Dr Naomab also presented the genetic mapping of Namibian livestock species (e.g. using sheep or cattle) which has been made possible through Affymetrix GeneChip technology locally. In explaining these chips to the audience, he said; “every chip holds the entire genomic code of a species. The genomic code of Namibian sheep is so vast that it could, if written out, cover about 100,000 A4 pages with pure code. The chip is 1.7cm2 and can store more than 5 GB, or 3 million pieces of biochemical test information about a species.”
Agra’s Professional Services Division, as part of their research efforts in the Swakara industry, has looked into the opportunities that GeneChip technology offers. The GM of Agra Professional Services Division, Mrs Dagmar Honsbein, said: “the genetic mapping of Swakara, would be the first step in a process to register the breed as uniquely Namibian. We need to prove however, that Swakara has genetically evolved extensively over more than 100 years; away from the original species of Karakul making it a de facto different sheep altogether.” She said, “this will allow us to protect them from being claimed by other countries as their own, as has happened with the Boran cattle breed and Acacia plant species that have been officially declared indigenous to Australia. Also, by claiming commercially or economically valuable species as uniquely Namibian one creates a possible niche product (‘Proudly Namibian’) with a higher trading value and thus income for the producers.”

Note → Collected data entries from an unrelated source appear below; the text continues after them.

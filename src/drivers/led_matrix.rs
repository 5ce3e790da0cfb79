use crate::dice::Pips;

/// Whole-port write to the LED lines.
///
/// The seven LEDs hang off four shared lines, so faces are written as one
/// byte rather than pin by pin.
pub trait LedPort {
    fn write(&mut self, pattern: u8);
}

pub struct DiceDisplay<P> {
    port: P,
}

impl<P: LedPort> DiceDisplay<P> {
    pub fn new(port: P) -> Self {
        DiceDisplay { port }
    }

    pub fn show(&mut self, pips: Pips) {
        self.port.write(pips.pattern());
    }
}

#[cfg(test)]
mod tests {
    use super::*;
    use std::vec::Vec;

    struct Recorder(Vec<u8>);

    impl LedPort for &mut Recorder {
        fn write(&mut self, pattern: u8) {
            self.0.push(pattern);
        }
    }

    #[test]
    fn show_writes_the_face_pattern() {
        let mut recorder = Recorder(Vec::new());
        let mut display = DiceDisplay::new(&mut recorder);
        display.show(Pips::new(0).unwrap());
        display.show(Pips::new(5).unwrap());
        drop(display);
        assert_eq!(recorder.0, [0b0011_0001, 0b0011_1110]);
    }
}
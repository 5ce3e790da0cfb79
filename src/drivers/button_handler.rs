use embedded_hal::digital::v2::InputPin;

/// Push button wired to ground with the internal pull-up enabled.
pub struct Button<P> {
    pin: P,
}

impl<P: InputPin> Button<P> {
    pub fn new(pin: P) -> Self {
        Self { pin }
    }

    /// Buttons are active low
    #[inline]
    pub fn is_pressed(&self) -> Result<bool, P::Error> {
        self.pin.is_low()
    }

    #[inline]
    pub fn is_released(&self) -> Result<bool, P::Error> {
        self.pin.is_high()
    }
}
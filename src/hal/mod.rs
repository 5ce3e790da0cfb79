pub mod gpio;
pub mod power;
#[cfg(feature = "debug")]
pub mod soft_uart;
pub mod timer;

// Re-export commonly used types
pub use gpio::{enable_button_wake, Input, LedLines, Output, Pin, PortB};
pub use power::Power;
#[cfg(feature = "debug")]
pub use soft_uart::SoftTx;
pub use timer::{Stopwatch, Timer0};
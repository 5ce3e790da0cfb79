//! Boot-time register values for the dice board
//!
//! Kept apart from `hal` so the exact bits can be checked off-target.

use crate::config::{PowerMode, BUTTON_PIN, CONSOLE_BAUD, TIMER0_HZ};
use crate::dice::FACES;

/// Timer0 clock select (CS02:CS00)
#[derive(Clone, Copy, Debug, PartialEq, Eq)]
#[repr(u8)]
pub enum Prescaler {
    Stop = 0,
    Direct = 1,
    Div8 = 2,
    Div64 = 3,
    Div256 = 4,
    Div1024 = 5,
}

/// Sleep mode select bits, already shifted into MCUCR position (SM1:SM0).
#[derive(Clone, Copy, Debug, PartialEq, Eq)]
#[repr(u8)]
pub enum SleepMode {
    Idle = 0b00 << 3,
    AdcNoiseReduction = 0b01 << 3,
    PowerDown = 0b10 << 3,
}

#[derive(Clone, Copy, Debug, PartialEq, Eq)]
pub struct BootRegisters {
    pub ddrb: u8,
    pub portb: u8,
    pub tccr0a: u8,
    pub tccr0b: u8,
    pub timsk0: u8,
    /// Pin change wake, only armed when sleeping
    pub gimsk: u8,
    pub pcmsk: u8,
    pub acsr: u8,
    pub prr: u8,
    pub sleep_mode: Option<SleepMode>,
}

const TOIE0: u8 = 1 << 1;
const PCIE: u8 = 1 << 5;
const ACD: u8 = 1 << 7;
const PRADC: u8 = 1 << 0;

/// PB4/PB5 pull-ups, LEDs dark
const PULL_UPS: u8 = 0b0011_0000;

impl BootRegisters {
    pub const fn for_mode(mode: PowerMode) -> Self {
        let sleeping = matches!(mode, PowerMode::Sleep);
        Self {
            ddrb: 0b0000_1111,
            // The centre LED marks a sleeping dice as ready
            portb: if sleeping { FACES[0] } else { PULL_UPS },
            tccr0a: 0,
            tccr0b: Prescaler::Div64 as u8,
            timsk0: TOIE0,
            gimsk: if sleeping { PCIE } else { 0 },
            pcmsk: if sleeping { 1 << BUTTON_PIN } else { 0 },
            acsr: if sleeping { ACD } else { 0 },
            prr: if sleeping { PRADC } else { 0 },
            sleep_mode: if sleeping {
                Some(SleepMode::Idle)
            } else {
                None
            },
        }
    }
}

/// Timer0 ticks to wait for at least `ms` milliseconds.
///
/// Rounds up, plus one tick because a wait starts partway through a tick.
pub const fn ms_to_ticks(ms: u16) -> u32 {
    if ms == 0 {
        return 0;
    }
    (ms as u32 * TIMER0_HZ + 999) / 1000 + 1
}

/// Timer0 tick at which console bit `n` of a frame ends.
pub const fn bit_end_ticks(n: u8) -> u32 {
    n as u32 * TIMER0_HZ / CONSOLE_BAUD
}
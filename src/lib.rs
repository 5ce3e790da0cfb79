//! Electronic dice firmware for the ATtiny13A
//!
//! Timer0 overflows cycle a pip counter through the six faces. A button press
//! shows the live counter sixteen times with growing pauses and leaves the
//! last face lit. Everything except `hal` builds on the host for testing.

#![cfg_attr(not(test), no_std)]

pub mod application;
pub mod board;
pub mod config;
pub mod dice;
pub mod drivers;
#[cfg(target_arch = "avr")]
pub mod hal;
pub mod logger;
pub mod roll;

pub use application::{Application, Spin, Standby, TriggerState};
pub use dice::{PipCounter, Pips, PIPS};
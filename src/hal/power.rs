use avr_device::attiny13a::{AC, CPU};

use crate::application::Standby;
use crate::board::{BootRegisters, SleepMode};
use crate::config::PowerMode;

const SLEEP_ENABLE: u8 = 1 << 5;
const SLEEP_MODE_MASK: u8 = 0b11 << 3;

pub struct Power {
    cpu: CPU,
}

impl Power {
    pub fn new(cpu: CPU) -> Self {
        Self { cpu }
    }

    /// Switch off the analog blocks and pick the sleep mode.
    pub fn configure(&mut self, ac: &AC, boot: &BootRegisters) {
        ac.acsr.write(|w| unsafe { w.bits(boot.acsr) });
        self.cpu.prr.write(|w| unsafe { w.bits(boot.prr) });
        if let Some(mode) = boot.sleep_mode {
            self.set_sleep_mode(mode);
        }
    }

    #[inline]
    pub fn set_sleep_mode(&mut self, mode: SleepMode) {
        self.cpu
            .mcucr
            .modify(|r, w| unsafe { w.bits((r.bits() & !SLEEP_MODE_MASK) | mode as u8) });
    }

    #[inline]
    pub fn enable_sleep(&mut self) {
        self.cpu
            .mcucr
            .modify(|r, w| unsafe { w.bits(r.bits() | SLEEP_ENABLE) });
    }

    #[inline]
    pub fn disable_sleep(&mut self) {
        self.cpu
            .mcucr
            .modify(|r, w| unsafe { w.bits(r.bits() & !SLEEP_ENABLE) });
    }
}

impl Standby for Power {
    const MODE: PowerMode = PowerMode::Sleep;

    /// Idle sleep. Any enabled interrupt wakes the core, the timer overflow
    /// included.
    fn standby(&mut self) {
        self.enable_sleep();
        avr_device::asm::sleep();
        self.disable_sleep();
    }
}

The Department of Chemistry and Biochemistry at the University of Namibia has the capacity to genetically map species, with the aim to understand the genetic sequences of the species that have adapted to the Namibian environment and to explore which gene is responsible for the expression of which trait. The next step in the research being conducted at UNAM is to identify those genes that express traits that are of economic advantage and to possibly find a way to enhance or select for these traits. In theory it should be possible, through genetic engineering, to strip a gene that diminishes the production potential of a species or to insert a gene that is of productive advantage. To date, genetic modification is not allowed under local jurisdiction; therefore no further discussions to this end took place.